Your prototypical test-case reducer starts from a bunch of small-step reductions, which gives you a function \(t: X \to X^{<\omega}\), where \(t(x)_i \prec x\), and the reducer greedily tries each of \(t(x)_i\) in order. If none of them are in \(U\) it returns \(x\), otherwise it it recurses and returns \(r(U, t(x)_i)\) for the first \(i\) with \(t(x)_i \in U\).

More generally given such a function we might say that a reducer is \(t\)-local if it satisfies the following conditions:

\(t(U, x) = x\) if and only if \(t(x)_i \not\in U\) for all \(i\).
For all \(U, x\) is some sequence \(x = x_0, \ldots, x_n = r(U, x)\) with \(x_{i + 1} \in t(x)_i\) (note that we don’t necessarily require that \(x_i \in U\)).

That is, basically a \(t\)-local reducer is one that looks like the prototypical reducer but may have some optimisations and fiddly bits. e.g. delta debugging is a \(t\) local reducer where \(t\) is maps \(x\) to all test cases that can be formed by deleting a single element of \(x\). Delta debugging starts by trying large bulk combinations of these deletions and gradually narrows it down until it’s only trying the small ones. Another approach which uses the same \(t\) but a different algorithm is what I’ve called adaptive delta debugging.

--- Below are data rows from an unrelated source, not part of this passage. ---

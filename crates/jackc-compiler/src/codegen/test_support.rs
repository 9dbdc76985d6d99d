//! Tree-building shortcuts for the code generator's unit tests.

use bumpalo::Bump;
use jackc_core::CompilationError;
use jackc_tree::TreeBuilder;

use super::{CodeGenerator, CompiledClass};
use crate::labels::SequentialLabels;

/// Build a tree with `build` and compile it with labels starting at zero.
pub(crate) fn try_compile(
    build: impl FnOnce(&mut TreeBuilder<'_>),
) -> Result<CompiledClass, CompilationError> {
    let arena = Bump::new();
    let mut builder = TreeBuilder::new(&arena);
    build(&mut builder);
    let root = builder.finish().expect("test tree should be well formed");

    let mut labels = SequentialLabels::new();
    CodeGenerator::new(root, &mut labels).compile()
}

/// Compile and return the VM lines.
pub(crate) fn compile(build: impl FnOnce(&mut TreeBuilder<'_>)) -> Vec<String> {
    match try_compile(build) {
        Ok(compiled) => compiled.code.lines(),
        Err(err) => panic!("compilation failed: {err}"),
    }
}

/// Compile a tree that must be rejected.
pub(crate) fn compile_err(build: impl FnOnce(&mut TreeBuilder<'_>)) -> CompilationError {
    match try_compile(build) {
        Ok(compiled) => panic!("expected an error, got:\n{}", compiled.code),
        Err(err) => err,
    }
}

/// Compile `function void Main.main` whose body is filled by `body`, and
/// return the lines after the function header.
pub(crate) fn compile_main(body: impl FnOnce(&mut TreeBuilder<'_>)) -> Vec<String> {
    let mut lines = compile(|b| {
        b.class("Main", |b| {
            b.subroutine_dec("function", "void", "main", &[], body);
        });
    });
    lines.remove(0);
    lines
}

Most reducers implemented in practice are roughly \(t\)-local for some \(t\) (often they fail to be \(t\)-local in some cases because they hit some internal limit and stop when they could be making more progress, and rerunning the reducer may produce further redctions) and I think this is good because it allows you to reason in terms of what transformations they are capable of performing.

So lets assume we have a \(t\)-local reducer. What makes it good?

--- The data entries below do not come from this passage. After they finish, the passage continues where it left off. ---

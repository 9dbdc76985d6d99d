//! Label id sources for control-flow labels.
//!
//! Every `if` and `while` takes one id and embeds it in all of its label
//! names. Ids must stay unique across every class whose output ends up in the
//! same VM program, so a source is owned by the caller and lent to each
//! class compilation instead of being reset per class.

use std::fmt;

/// An id embedded in generated label names.
#[derive(Debug, Clone, Copy, PartialEq, Eq, Hash, PartialOrd, Ord)]
pub struct LabelId(pub u32);

impl fmt::Display for LabelId {
    fn fmt(&self, f: &mut fmt::Formatter<'_>) -> fmt::Result {
        write!(f, "{}", self.0)
    }
}

/// Supplies label ids. Implementations must never repeat an id.
pub trait LabelSource {
    fn next_id(&mut self) -> LabelId;
}

/// Monotonically increasing ids.
#[derive(Debug, Clone, Default)]
pub struct SequentialLabels {
    next: u32,
}

impl SequentialLabels {
    /// Ids starting at zero.
    pub fn new() -> Self {
        Self::default()
    }

    /// Ids starting at `first`.
    pub fn starting_at(first: u32) -> Self {
        Self { next: first }
    }

    /// How many ids have been handed out since zero.
    pub fn peek(&self) -> u32 {
        self.next
    }
}

impl LabelSource for SequentialLabels {
    fn next_id(&mut self) -> LabelId {
        let id = LabelId(self.next);
        self.next += 1;
        id
    }
}

impl<T: LabelSource + ?Sized> LabelSource for &mut T {
    fn next_id(&mut self) -> LabelId {
        (**self).next_id()
    }
}

/// Label names for one `if` statement.
#[derive(Debug, Clone, PartialEq, Eq)]
pub struct IfLabels {
    pub on_true: String,
    pub on_false: String,
    pub end: String,
}

impl IfLabels {
    pub fn new(id: LabelId) -> Self {
        Self {
            on_true: format!("IF_TRUE{id}"),
            on_false: format!("IF_FALSE{id}"),
            end: format!("IF_END{id}"),
        }
    }
}

/// Label names for one `while` statement.
#[derive(Debug, Clone, PartialEq, Eq)]
pub struct WhileLabels {
    pub condition: String,
    pub end: String,
}

impl WhileLabels {
    pub fn new(id: LabelId) -> Self {
        Self {
            condition: format!("WHILE_EXP{id}"),
            end: format!("WHILE_END{id}"),
        }
    }
}

#[cfg(test)]
mod tests {
    use super::*;

    #[test]
    fn sequential_ids_increase() {
        let mut labels = SequentialLabels::new();
        assert_eq!(labels.next_id(), LabelId(0));
        assert_eq!(labels.next_id(), LabelId(1));
        assert_eq!(labels.peek(), 2);
    }

    #[test]
    fn starting_offset() {
        let mut labels = SequentialLabels::starting_at(40);
        assert_eq!(labels.next_id(), LabelId(40));
    }

    #[test]
    fn borrowed_source_advances_owner() {
        fn take_two(mut source: impl LabelSource) {
            source.next_id();
            source.next_id();
        }

        let mut labels = SequentialLabels::new();
        take_two(&mut labels);
        assert_eq!(labels.next_id(), LabelId(2));
    }

    #[test]
    fn label_names_embed_id() {
        let labels = IfLabels::new(LabelId(3));
        assert_eq!(labels.on_true, "IF_TRUE3");
        assert_eq!(labels.on_false, "IF_FALSE3");
        assert_eq!(labels.end, "IF_END3");

        let labels = WhileLabels::new(LabelId(0));
        assert_eq!(labels.condition, "WHILE_EXP0");
        assert_eq!(labels.end, "WHILE_END0");
    }
}
//! Virtual machine instructions and the emitter that collects them.
//!
//! - [`instruction`]: segments, arithmetic commands and the instruction set
//! - [`emitter`]: order-preserving instruction sink and its textual output

mod emitter;
mod instruction;

pub use emitter::{VmCode, VmEmitter};
pub use instruction::{ArithmeticOp, Instruction, Segment};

Basically the tradeoff is this:

The larger \(|t(x)|\) tends to be the better you will reduce \(x\).
The smaller \(|t(x)|\) is the better your reducer tends to perform.

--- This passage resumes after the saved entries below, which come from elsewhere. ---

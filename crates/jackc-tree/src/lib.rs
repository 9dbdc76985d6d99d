//! Parse tree model for the Jack code generator.
//!
//! The code generator does not parse source text. It receives a finished
//! parse tree from an external analyzer and walks it in pre-order.
//! This crate provides:
//! - [`Node`]: arena-allocated, immutable tree nodes
//! - [`TreeBuilder`]: builds a tree node by node
//! - [`load_json`]: reads the analyzer's JSON dump of a tree
//! - [`TreeCursor`]: the flat pre-order view the code generator consumes
//!
//! # Example
//!
//! ```
//! use bumpalo::Bump;
//! use jackc_core::{NodeKind, Production};
//! use jackc_tree::{TreeBuilder, TreeCursor};
//!
//! let arena = Bump::new();
//! let mut builder = TreeBuilder::new(&arena);
//! builder.node(Production::Class, |b| {
//!     b.keyword("class").identifier("Main").symbol("{").symbol("}");
//! });
//! let root = builder.finish().unwrap();
//!
//! let cursor = TreeCursor::new(root);
//! assert_eq!(cursor.current_kind(), Some(NodeKind::Production(Production::Class)));
//! assert_eq!(cursor.len(), 5);
//! ```

mod builder;
mod cursor;
mod grammar;
mod json;
mod node;

pub use builder::TreeBuilder;
pub use cursor::{TreeCursor, strip_padding};
pub use json::load_json;
pub use node::Node;

pub use jackc_core::{NodeKind, NodePos, Production, TokenKind, TreeError};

The ideal seems to be that you want \(|t(x)| = O(|x|)\), as per delta debugging, and the trick is to tweak the set within that constraints to try to get good results.

(Note that having \(|t(x)| = O(|x|)\) doesn’t mean that the overall reducer runs in \(O(|x|)\) - even if you reduce the size at every step you can easily be made to make \(O(|x|^2)\) membership checks, and if you just make lexicographic transformations it’s easy for performance to get exponentially bad)

The problem that you run into is that basically what you really want is not just for \(|t(x)|\) to be large, but for it to contain values that are in some sense “likely to be in \(U\)”. One way this can fail to happen is when there is some sort of precondition on the range of \(U\) we are interested in. The biggest example of this is when interesting test cases have to be syntactically valid according to some grammar. When this happens, effectively you are censoring \(t\) by replacing it with its syntactically valid subset. Often when something like delta debugging gets stuck it’s not because it’s not because of any intrinsic limitation related to the interestingness test, it’s just ended up at a point where \(t(x)\) contains no syntactically valid test-cases.

So, essentially what we want in order to get a good reducer for a format is to try to ensure that \(t(x)\) is always well populated with syntactically valid reductions of \(x\).

One way to do this might be to artificially construct interestingness tests that are basically designed to expose small reductions. I’m not quite sure what those would be. One thing I was thinking of is having interestingness tests of where \(x\) is interesting if \(y \preceq x\) for some fixed \(y\), then once those are normalised gradually “censor” the tests by removing all intermediate parts, stopping when you can’t learn anything other than the direct jump to \(y\).

This can be thought of as ensuring that whenever the final reduced result is \(y\) you have as rich a set of paths leading to it as the learning process is possibly able to find.

I don’t yet know how likely this is to work. I’m planning to do more experiments soon on getting this running on hypothesis-csmith and we’ll see how well it can learn that, but I think there’s some interesting stuff to investigate here.